» **Brief**
What lines of the data below hold "means"? Show them.

Stored items:
=== Begin Enclosure ===

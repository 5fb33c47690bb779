//! Settings loaded from the INI settings file.
//!
//! The whole configuration is read once into an immutable [`Settings`] value
//! and handed around by reference. Optional limits are `None` when the option
//! is absent or empty, which always means "no limit".

use std::path::{Path, PathBuf};

use configparser::ini::Ini;

use crate::errors::ConfigError;

/// `[MySQL]` section.
#[derive(Debug, Clone)]
pub struct MysqlSettings {
    pub username: String,
    /// Taken verbatim from the file; `%` and other ConfigParser-special
    /// characters survive.
    pub password: String,
    /// Extra arguments appended to every `mysqldump` invocation.
    pub dump_options: Vec<String>,
    pub host: String,
    /// Argv prefix used to produce a dump. Defaults to `["mysqldump"]`.
    pub mysqldump_command: Vec<String>,
}

/// `[Backup]` section.
#[derive(Debug, Clone)]
pub struct BackupSettings {
    pub compression_enabled: bool,
    /// Argv prefix; the file path is appended.
    pub compress_command: Vec<String>,
    pub decompress_command: Vec<String>,
    /// Extension the compress command produces, without the dot.
    pub compressed_file_extension: String,
    /// Parallel workers. `None` or `Some(0)` means one per logical CPU.
    pub max_parallel: Option<usize>,
    /// Grace period before deleting stray files and orphaned databases.
    /// `None` means never delete.
    pub cleanup_delay_days: Option<i64>,
    pub incremental_path: PathBuf,
    pub incremental_min_backup_frequency_seconds: Option<i64>,
    pub incremental_max_lifespan_seconds: Option<i64>,
    pub incremental_max_copies: Option<usize>,
    pub long_term_backup_path: PathBuf,
    pub long_term_backup_min_frequency_seconds: Option<i64>,
    pub long_term_max_lifespan_seconds: Option<i64>,
    pub long_term_backup_max_copies: Option<usize>,
    pub running_cache_file: PathBuf,
    /// Seconds to wait for the run-cache lock. `None` blocks indefinitely.
    pub cache_lock_wait: Option<u64>,
    pub cache_successful_run_purge_days: Option<i64>,
}

/// `[Snapshot]` section.
#[derive(Debug, Clone)]
pub struct SnapshotSettings {
    pub name: String,
    pub vg: String,
    pub lv: String,
    pub size_gb: u64,
}

/// `[Limits]` section.
#[derive(Debug, Clone, Default)]
pub struct LimitsSettings {
    pub exclude_databases: Option<Vec<String>>,
    /// When set, wins over `exclude_databases`.
    pub include_only_databases: Option<Vec<String>>,
}

/// `[Logging]` section.
#[derive(Debug, Clone)]
pub struct LoggingSettings {
    pub logfile: PathBuf,
    /// An `EnvFilter` directive, e.g. `info` or `replidump_core=debug`.
    pub loglevel: String,
}

/// The full, immutable run configuration.
#[derive(Debug, Clone)]
pub struct Settings {
    /// Absolute path of the settings file itself; the run-cache key.
    pub settings_path: PathBuf,
    pub mysql: MysqlSettings,
    pub backup: BackupSettings,
    /// `None` when the `[Snapshot]` section is absent; the refresh phase is
    /// then skipped.
    pub snapshot: Option<SnapshotSettings>,
    pub limits: LimitsSettings,
    pub logging: LoggingSettings,
}

impl Settings {
    /// Load and validate a settings file.
    pub fn load(path: &Path) -> Result<Settings, ConfigError> {
        if !path.is_file() {
            return Err(ConfigError::FileNotFound {
                path: path.display().to_string(),
            });
        }
        let settings_path = path
            .canonicalize()
            .unwrap_or_else(|_| path.to_path_buf());

        let mut ini = Ini::new();
        ini.load(path).map_err(|message| ConfigError::ParseError {
            path: path.display().to_string(),
            message,
        })?;

        let mysql = MysqlSettings {
            username: req_string(&ini, "MySQL", "username")?,
            password: req_string(&ini, "MySQL", "password")?,
            dump_options: req_string(&ini, "MySQL", "dump_options")?
                .split_whitespace()
                .map(str::to_string)
                .collect(),
            host: req_string(&ini, "MySQL", "host")?,
            mysqldump_command: opt_string(&ini, "MySQL", "mysqldump_command")
                .map(|s| s.split_whitespace().map(str::to_string).collect())
                .unwrap_or_else(|| vec!["mysqldump".to_string()]),
        };

        let compressed_file_extension =
            req_string(&ini, "Backup", "compressed_file_extension")?;
        if compressed_file_extension.is_empty()
            || compressed_file_extension == "sql"
            || compressed_file_extension == "md5"
        {
            return Err(ConfigError::InvalidValue {
                section: "Backup".into(),
                option: "compressed_file_extension".into(),
                message: format!(
                    "{compressed_file_extension:?} collides with a reserved extension"
                ),
            });
        }

        let backup = BackupSettings {
            compression_enabled: req_bool(&ini, "Backup", "compression_enabled")?,
            compress_command: req_argv(&ini, "Backup", "compress_command")?,
            decompress_command: req_argv(&ini, "Backup", "decompress_command")?,
            compressed_file_extension,
            max_parallel: opt_usize(&ini, "Backup", "max_parallel")?,
            cleanup_delay_days: opt_i64(&ini, "Backup", "cleanup_delay_days")?,
            incremental_path: PathBuf::from(req_string(&ini, "Backup", "incremental_path")?),
            incremental_min_backup_frequency_seconds: opt_i64(
                &ini,
                "Backup",
                "incremental_min_backup_frequency_seconds",
            )?,
            incremental_max_lifespan_seconds: opt_i64(
                &ini,
                "Backup",
                "incremental_max_lifespan_seconds",
            )?,
            incremental_max_copies: opt_usize(&ini, "Backup", "incremental_max_copies")?,
            long_term_backup_path: PathBuf::from(req_string(
                &ini,
                "Backup",
                "long_term_backup_path",
            )?),
            long_term_backup_min_frequency_seconds: opt_i64(
                &ini,
                "Backup",
                "long_term_backup_min_frequency_seconds",
            )?,
            long_term_max_lifespan_seconds: opt_i64(
                &ini,
                "Backup",
                "long_term_max_lifespan_seconds",
            )?,
            long_term_backup_max_copies: opt_usize(
                &ini,
                "Backup",
                "long_term_backup_max_copies",
            )?,
            running_cache_file: PathBuf::from(req_string(&ini, "Backup", "running_cache_file")?),
            cache_lock_wait: opt_u64(&ini, "Backup", "cache_lock_wait")?,
            cache_successful_run_purge_days: opt_i64(
                &ini,
                "Backup",
                "cache_successful_run_purge_days",
            )?,
        };

        let snapshot_configured = ["name", "vg", "lv", "size_gb"]
            .iter()
            .any(|option| opt_string(&ini, "Snapshot", option).is_some());
        let snapshot = if snapshot_configured {
            Some(SnapshotSettings {
                name: req_string(&ini, "Snapshot", "name")?,
                vg: req_string(&ini, "Snapshot", "vg")?,
                lv: req_string(&ini, "Snapshot", "lv")?,
                size_gb: req_u64(&ini, "Snapshot", "size_gb")?,
            })
        } else {
            None
        };

        let limits = LimitsSettings {
            exclude_databases: opt_list(&ini, "Limits", "exclude_databases"),
            include_only_databases: opt_list(&ini, "Limits", "include_only_databases"),
        };

        let logging = LoggingSettings {
            logfile: PathBuf::from(req_string(&ini, "Logging", "logfile")?),
            loglevel: req_string(&ini, "Logging", "loglevel")?,
        };

        Ok(Settings {
            settings_path,
            mysql,
            backup,
            snapshot,
            limits,
            logging,
        })
    }
}

fn req_string(ini: &Ini, section: &str, option: &str) -> Result<String, ConfigError> {
    match opt_string(ini, section, option) {
        Some(value) => Ok(value),
        None => Err(ConfigError::MissingOption {
            section: section.to_string(),
            option: option.to_string(),
        }),
    }
}

fn opt_string(ini: &Ini, section: &str, option: &str) -> Option<String> {
    ini.get(section, option)
        .map(|s| s.trim().to_string())
        .filter(|s| !s.is_empty())
}

fn req_argv(ini: &Ini, section: &str, option: &str) -> Result<Vec<String>, ConfigError> {
    Ok(req_string(ini, section, option)?
        .split_whitespace()
        .map(str::to_string)
        .collect())
}

fn req_bool(ini: &Ini, section: &str, option: &str) -> Result<bool, ConfigError> {
    let raw = req_string(ini, section, option)?;
    match raw.to_ascii_lowercase().as_str() {
        "true" | "yes" | "on" | "1" => Ok(true),
        "false" | "no" | "off" | "0" => Ok(false),
        _ => Err(ConfigError::InvalidValue {
            section: section.to_string(),
            option: option.to_string(),
            message: format!("{raw:?} is not a boolean"),
        }),
    }
}

fn opt_i64(ini: &Ini, section: &str, option: &str) -> Result<Option<i64>, ConfigError> {
    opt_string(ini, section, option)
        .map(|raw| {
            raw.parse::<i64>().map_err(|_| ConfigError::InvalidValue {
                section: section.to_string(),
                option: option.to_string(),
                message: format!("{raw:?} is not an integer"),
            })
        })
        .transpose()
}

fn opt_u64(ini: &Ini, section: &str, option: &str) -> Result<Option<u64>, ConfigError> {
    opt_string(ini, section, option)
        .map(|raw| {
            raw.parse::<u64>().map_err(|_| ConfigError::InvalidValue {
                section: section.to_string(),
                option: option.to_string(),
                message: format!("{raw:?} is not a non-negative integer"),
            })
        })
        .transpose()
}

fn opt_usize(ini: &Ini, section: &str, option: &str) -> Result<Option<usize>, ConfigError> {
    Ok(opt_u64(ini, section, option)?.map(|v| v as usize))
}

fn req_u64(ini: &Ini, section: &str, option: &str) -> Result<u64, ConfigError> {
    match opt_u64(ini, section, option)? {
        Some(value) => Ok(value),
        None => Err(ConfigError::MissingOption {
            section: section.to_string(),
            option: option.to_string(),
        }),
    }
}

fn opt_list(ini: &Ini, section: &str, option: &str) -> Option<Vec<String>> {
    let entries: Vec<String> = opt_string(ini, section, option)?
        .split(',')
        .map(|e| e.trim().to_string())
        .filter(|e| !e.is_empty())
        .collect();
    if entries.is_empty() {
        None
    } else {
        Some(entries)
    }
}
//! The MySQL control surface: database enumeration and replication state.
//!
//! The orchestrator only ever talks to this trait; production wires in
//! [`MysqlReplica`], tests substitute their own implementation. Dumps do not
//! go through here — `mysqldump` opens its own connection.

use mysql::prelude::Queryable;
use mysql::{Conn, OptsBuilder, Row};
use tracing::info;

use crate::config::Settings;
use crate::errors::ReplicaError;

pub trait ReplicaServer: Send {
    /// Names of every database currently on the server.
    fn database_names(&mut self) -> Result<Vec<String>, ReplicaError>;

    /// Whether both replication threads are running.
    fn is_replica_running(&mut self) -> Result<bool, ReplicaError>;

    fn start_replica(&mut self) -> Result<(), ReplicaError>;

    fn stop_replica(&mut self) -> Result<(), ReplicaError>;
}

/// A live connection to the replica's `mysql` schema.
pub struct MysqlReplica {
    conn: Conn,
}

impl MysqlReplica {
    pub fn connect(settings: &Settings) -> Result<MysqlReplica, ReplicaError> {
        let opts = OptsBuilder::new()
            .ip_or_hostname(Some(settings.mysql.host.clone()))
            .user(Some(settings.mysql.username.clone()))
            .pass(Some(settings.mysql.password.clone()))
            .db_name(Some("mysql".to_string()));
        let conn = Conn::new(opts)?;
        Ok(MysqlReplica { conn })
    }
}

impl ReplicaServer for MysqlReplica {
    fn database_names(&mut self) -> Result<Vec<String>, ReplicaError> {
        Ok(self.conn.query("SHOW DATABASES")?)
    }

    fn is_replica_running(&mut self) -> Result<bool, ReplicaError> {
        let row: Row = self
            .conn
            .query_first("SHOW SLAVE STATUS")?
            .ok_or(ReplicaError::NotAReplica)?;
        let io_running: Option<String> = row.get("Slave_IO_Running");
        let sql_running: Option<String> = row.get("Slave_SQL_Running");
        Ok(io_running.as_deref() == Some("Yes") && sql_running.as_deref() == Some("Yes"))
    }

    fn start_replica(&mut self) -> Result<(), ReplicaError> {
        info!("issuing START SLAVE");
        Ok(self.conn.query_drop("START SLAVE")?)
    }

    fn stop_replica(&mut self) -> Result<(), ReplicaError> {
        info!("issuing STOP SLAVE");
        Ok(self.conn.query_drop("STOP SLAVE")?)
    }
}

=== End Enclosure ===

» **Output of the exercise**
//! is absent or empty, which always means "no limit".
    /// Parallel workers. `None` or `Some(0)` means one per logical CPU.
    /// `None` means never delete.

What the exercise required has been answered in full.